* [What you should do]: The answer should consist solely of the lines from the first one below through the line containing "const PAGE_TITLE: &str", copied exactly.

== Segment start ==

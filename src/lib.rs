pub mod config;
pub mod error;
pub mod index;
pub mod middleware;
pub mod models;
pub mod routes;
pub mod services;
use axum::{
    extract::{Query, State},
    http::StatusCode,
    response::Html,
};
use serde::Deserialize;
use std::fmt::Write;
use std::sync::Arc;

use crate::{
    models::RecommendationGrid,
    routes::AppState,
    services::presentation,
};

const PAGE_TITLE: &str = "Movie Recommendation System";
const POSTER_WIDTH: u32 = 130;

#[derive(Debug, Deserialize)]
pub struct PageQuery {
    /// Title chosen in the selection control; absent before the first submit
    pub movie: Option<String>,
}

/// Handler for the browser page
///
/// Renders the title picker, and when a movie has been submitted, the grid
/// of recommendations below it. Lookup failures are shown on the page.
pub async fn index(
    State(state): State<Arc<AppState>>,
    Query(params): Query<PageQuery>,
) -> (StatusCode, Html<String>) {
    let selected = params.movie.as_deref();

    let (status, results) = match selected {
        None => (StatusCode::OK, String::new()),
        Some(title) => {
            match presentation::build_grid(
                &state.index,
                state.posters.as_ref(),
                title,
                state.recommendation_count,
                presentation::GRID_COLUMNS,
            )
            .await
            {
                Ok(grid) => (StatusCode::OK, render_grid(&grid)),
                Err(e) => {
                    tracing::info!(title = %title, error = %e, "Recommendation page lookup failed");
                    (
                        e.status_code(),
                        format!(r#"<p class="error">{}</p>"#, escape(&e.to_string())),
                    )
                }
            }
        }
    };

    let page = render_page(state.index.titles(), selected, &results);
    (status, Html(page))
}

fn render_page<'a>(
    titles: impl Iterator<Item = &'a str>,
    selected: Option<&str>,
    results: &str,
) -> String {
    let mut html = String::new();
    let _ = write!(
        html,
        "<!DOCTYPE html>\n<html>\n<head><meta charset=\"utf-8\"><title>{0}</title></head>\n<body>\n<h1>{0}</h1>\n",
        PAGE_TITLE
    );

    html.push_str("<form method=\"get\" action=\"/\">\n<label for=\"movie\">Select a Movie</label>\n");
    html.push_str("<select id=\"movie\" name=\"movie\">\n");
    for title in titles {
        let marker = if Some(title) == selected { " selected" } else { "" };
        let escaped = escape(title);
        let _ = writeln!(html, "<option value=\"{0}\"{1}>{0}</option>", escaped, marker);
    }
    html.push_str("</select>\n<button type=\"submit\">Recommend</button>\n</form>\n");

    html.push_str(results);
    html.push_str("</body>\n</html>\n");
    html
}

fn render_grid(grid: &RecommendationGrid) -> String {
    let mut html = String::new();
    let _ = writeln!(html, "<h2>Top {} recommended movies:</h2>", grid.len());

    for row in &grid.rows {
        html.push_str("<div class=\"row\" style=\"display:flex;gap:1em\">\n");
        for card in row {
            let _ = writeln!(
                html,
                "<div class=\"card\"><img src=\"{}\" width=\"{}\" alt=\"{}\"><p>{}</p></div>",
                escape(&card.poster_url),
                POSTER_WIDTH,
                escape(&card.title),
                escape(&card.title),
            );
        }
        html.push_str("</div>\n");
    }

    html
}

/// Escapes text for use in HTML element content and quoted attributes
fn escape(text: &str) -> String {
    let mut out = String::with_capacity(text.len());
    for c in text.chars() {
        match c {
            '&' => out.push_str("&amp;"),
            '<' => out.push_str("&lt;"),
            '>' => out.push_str("&gt;"),
            '"' => out.push_str("&quot;"),
            '\'' => out.push_str("&#39;"),
            _ => out.push(c),
        }
    }
    out
}
use std::sync::Arc;

use movie_recommender::{
    config::Config,
    index::SimilarityIndex,
    routes::{create_router, AppState},
    services::posters::TmdbPosterResolver,
};
use tracing_subscriber::{layer::SubscriberExt, util::SubscriberInitExt, EnvFilter};

#[tokio::main]
async fn main() -> anyhow::Result<()> {
    tracing_subscriber::registry()
        .with(
            EnvFilter::try_from_default_env()
                .unwrap_or_else(|_| EnvFilter::new("movie_recommender=info,tower_http=info")),
        )
        .with(tracing_subscriber::fmt::layer())
        .init();

    let config = Config::from_env()?;

    // The service cannot answer anything without the index
    let index = SimilarityIndex::load(&config.index_path)?;
    let posters = TmdbPosterResolver::from_config(&config)?;

    let state = AppState::new(Arc::new(index), Arc::new(posters))
        .with_recommendation_count(config.recommendation_count);
    let app = create_router(Arc::new(state));

    let addr = config.bind_address();
    let listener = tokio::net::TcpListener::bind(&addr).await?;
    tracing::info!(address = %addr, "Server listening");
    axum::serve(listener, app).await?;

    Ok(())
}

== Segment end ==

* [Result below]:
filename src/lib.rs
pub mod config;
pub mod error;
pub mod index;
pub mod middleware;
pub mod models;
pub mod routes;
pub mod services;
use axum::{
    extract::{Query, State},
    http::StatusCode,
    response::Html,
};
use serde::Deserialize;
use std::fmt::Write;
use std::sync::Arc;

use crate::{
    models::RecommendationGrid,
    routes::AppState,
    services::presentation,
};

const PAGE_TITLE: &str = "Movie Recommendation System";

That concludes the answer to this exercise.